(No.142)

下水からポリオウイルスの検出 平成26年6月27日更新

 6月18日国際保健規則のブラジル連絡窓口からの報告によりますと今年3月、ブラジルのサンパウロ州のカンピーナス市郊外にあるヴィラコッポス国際空港で収集された下水の検体より野生型ポリオウイルスⅠ型(WPV1)が分離されたとのことです。同ウイルスが分離されたのは下水からのみで、その後は同じ場所の下水から分離されておらず、セービン株(ポリオワクチンに使用される株)や非ポリオエンテロウイルスが分離されているのみです。現在まで麻痺性ポリオの報告はあがっていません。今回はルーチン環境検査のための下水検査において分離されたものでWPV1の感染の証拠はありません。

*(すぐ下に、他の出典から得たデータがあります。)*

use thiserror::Error;

use eme_core::{ChallengeError, KeyStatus, NegotiationError};

/**
    The KEY_SYSTEM_ERROR taxonomy. Every failure of the subsystem surfaces
    through one outbound channel as one of these, tagged with a fatal flag.

    Only [`EmeError::GenerateRequestFailed`] is non-fatal: playback may
    continue without that session's keys. Everything else means the host
    must decide abort-vs-continue.
*/
#[derive(Debug, Clone, Error)]
pub enum EmeError {
    // ── negotiation ───────────────────────────────────────────────────
    #[error("unsupported key system: {0}")]
    UnsupportedKeySystem(String),
    #[error("key-system access rejected by platform: {0}")]
    KeySystemNoAccess(String),
    #[error("output protection below required level: {0}")]
    InvalidHdcpVersion(String),

    // ── encrypted signal in an inconsistent environment ───────────────
    #[error("media reported encrypted before any key-system negotiation")]
    NoKeys,
    #[error("no CDM access available for encrypted media")]
    NoAccess,
    #[error("no key session available for encrypted media")]
    NoSession,
    #[error("encrypted signal carried no initialization data")]
    NoInitData,

    // ── license exchange ──────────────────────────────────────────────
    #[error("disallowed key status '{0}'")]
    LicenseInvalidStatus(KeyStatus),
    #[error("license request failed after {attempts} attempts")]
    LicenseRequestFailed { attempts: u32 },
    #[error("license update rejected by CDM: {0}")]
    LicenseUpdateFailed(String),

    // ── configuration / environment ───────────────────────────────────
    #[error("license system error: {0}")]
    LicenseSystemError(String),

    // ── non-fatal ─────────────────────────────────────────────────────
    #[error("key-session generate-request failed: {0}")]
    GenerateRequestFailed(String),
}

impl EmeError {
    /**
        Whether the host should treat this error as fatal for playback.
    */
    pub const fn fatal(&self) -> bool {
        !matches!(self, Self::GenerateRequestFailed(_))
    }
}

impl From<NegotiationError> for EmeError {
    fn from(e: NegotiationError) -> Self {
        match e {
            NegotiationError::UnsupportedKeySystem(ks) => {
                Self::UnsupportedKeySystem(ks.to_string())
            }
        }
    }
}

impl From<ChallengeError> for EmeError {
    fn from(e: ChallengeError) -> Self {
        Self::LicenseSystemError(e.to_string())
    }
}

/**
    Type alias for results that may return an [`EmeError`].
*/
pub type EmeResult<T> = std::result::Result<T, EmeError>;
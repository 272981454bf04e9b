/*!
    Asynchronous EME orchestration: the DRM session lifecycle state machine
    and license-acquisition protocol.

    The host injects the platform EME surface (`platform` traits) and a
    license transport (`transport`), then drives an [`EmeController`] actor
    through its [`EmeHandle`]: attach a media element, report stream
    metadata, and consume [`EmeEvent`]s. On platforms without native EME the
    host supplies a polyfill adapter exposing the same trait surface; the
    controller never branches on platform identity.

    Steady-state flow: metadata parsed → capability negotiation → key-system
    access → CDM → key session → (platform `encrypted` signal) → license
    challenge POST → session update → key-status monitoring. Teardown flows
    the other way and always completes with a
    [`EmeEvent::DrmTeardownComplete`].
*/

mod access;
mod controller;
mod error;
mod events;
mod license;
mod platform;
mod status;
mod transport;

pub use self::access::{CdmAccessRecord, negotiate_access};
pub use self::controller::{EmeController, EmeHandle, LifecycleState};
pub use self::error::{EmeError, EmeResult};
pub use self::events::EmeEvent;
pub use self::license::{LicenseExchanger, MAX_LICENSE_REQUEST_FAILURES};
pub use self::platform::{
    EncryptedEvent, EncryptedEventSender, KeySession, KeySystemAccess, KeySystemAccessProvider,
    MediaElementBinding, MediaKeys, PlatformError, SessionEvent, SessionEventSender,
};
pub use self::status::check_key_statuses;
pub use self::transport::{
    LicenseRequest, LicenseResponse, LicenseTransport, TransportError, TransportSetupHook,
};

// Re-export the synchronous domain types hosts need for wiring.
pub use eme_core::{
    CapabilityConfiguration, DrmConfig, DrmSystemOptions, KeySystem, KeyStatus, MediaCapability,
};
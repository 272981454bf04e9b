/*!
    Key-system access negotiation: access query → CDM creation → optional
    output-protection policy gate.
*/

use eme_core::{DrmConfig, KeySystem, KeyStatus, supported_configurations};

use crate::error::{EmeError, EmeResult};
use crate::platform::{KeySession, KeySystemAccess, KeySystemAccessProvider, MediaKeys};

/**
    The single tracked CDM access. At most one record exists at a time; it
    is created when platform negotiation succeeds and destroyed on detach.
*/
pub struct CdmAccessRecord {
    pub key_system: KeySystem,
    /// The granted access handle. Retained for the record's lifetime.
    pub access: Box<dyn KeySystemAccess>,
    pub media_keys: Box<dyn MediaKeys>,
    /// Latches true when the session's one generate-request has been made.
    pub session_initialized: bool,
    /// The record's single key session, created once the CDM exists.
    pub session: Option<Box<dyn KeySession>>,
}

/**
    Drive the access-negotiation sequence for one key system.

    1. Build capability configurations (fails before any platform call for
       unsupported key systems).
    2. Ask the platform for key-system access; rejection is fatal and never
       retried.
    3. Create the CDM instance.
    4. If a minimum output-protection version is configured and the CDM
       supports policy queries, a non-usable status discards the CDM.
*/
pub async fn negotiate_access(
    provider: &dyn KeySystemAccessProvider,
    config: &DrmConfig,
    key_system: KeySystem,
    audio_codecs: &[String],
    video_codecs: &[String],
) -> EmeResult<CdmAccessRecord> {
    let configurations =
        supported_configurations(key_system, audio_codecs, video_codecs, &config.system_options)?;

    tracing::debug!(
        key_system = %key_system,
        configurations = configurations.len(),
        "requesting key-system access"
    );

    let access = provider
        .request_access(key_system, &configurations)
        .await
        .map_err(|e| EmeError::KeySystemNoAccess(e.to_string()))?;

    let media_keys = access
        .create_media_keys()
        .await
        .map_err(|e| EmeError::LicenseSystemError(format!("failed to create media keys: {e}")))?;

    if let Some(min_version) = config.min_output_protection_version.as_deref() {
        match media_keys.policy_status(min_version).await {
            Some(KeyStatus::Usable) => {
                tracing::debug!(min_version, "output-protection policy usable");
            }
            Some(status) => {
                // The CDM instance is discarded here; no session is created.
                return Err(EmeError::InvalidHdcpVersion(format!(
                    "hdcp {min_version} policy status '{status}'"
                )));
            }
            None => {
                tracing::debug!("platform has no policy-query support, proceeding");
            }
        }
    }

    tracing::info!(key_system = %key_system, "CDM ready");

    Ok(CdmAccessRecord {
        key_system,
        access,
        media_keys,
        session_initialized: false,
        session: None,
    })
}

 遺伝子解析では今回のWPV1は赤道ギニアの患者から分離されたWPV1によく合致するものであり、さらなる疫学的調査が進行中です。アメリカ大陸には土着のWPVは1991年以降存在せず、ブラジルでも1989年以降存在していません。

 ブラジルの保健担当部門はワクチン未接種者と共に、麻痺性ポリオの可能性例、WPV1の感染を調査する目的でサーベイランスを強化してきました。サンパウロ州及びカンピーナス市では95%以上ポリオワクチンの定期接種率を示しています。

 最新の国家経口ポリオワクチン(OPV)接種キャンペーンは2013年6月に実施されました。今年の国家レベルでのキャンペーンはOPVを用いて6ヶ月から5歳未満を対象に11月に実施される予定です。ブラジルでは環境調査で実施されている他地域での検体では1994年以降WPVについて陰性が続いています。

 定期予防接種が人口の高率で実施され、定期的にワクチンキャンペーンが実施されているため住民の免疫能は高いことから、これまでWPV1の感染の根拠は無く、対策が実施されていることから、世界保健機関(WHO)はブラジルから国際的に同ウイルスが拡散する可能性は非常に低いとみています。一方赤道ギニアではWPV1の発生が続いており、国民の定期予防接種率が低いこと初発時の対策としてのワクチンキャンペーンに統一性が無いことから、WHOは同国からのウイルスの拡散の可能性は高いとみています。

 WHOによりますとブラジルはWPVの再汚染国では無く、持ち込まれたもの(輸入例)であるとしています。環境サーベイランスシステムは下水検体からポリオウイルスを検出する十分な能力を発揮しており、高い免疫獲得率は感染拡大を予防しているとしています。

 WHOの「International Travel and Health」ではポリオの発生した国地域に出入りする旅行者は十分に免疫を獲得しておくことを推奨しています。ブラジルは持ち込まれたポリオウイルスを発見したのであり、ポリオに汚染されている形跡があるという判断はなされません。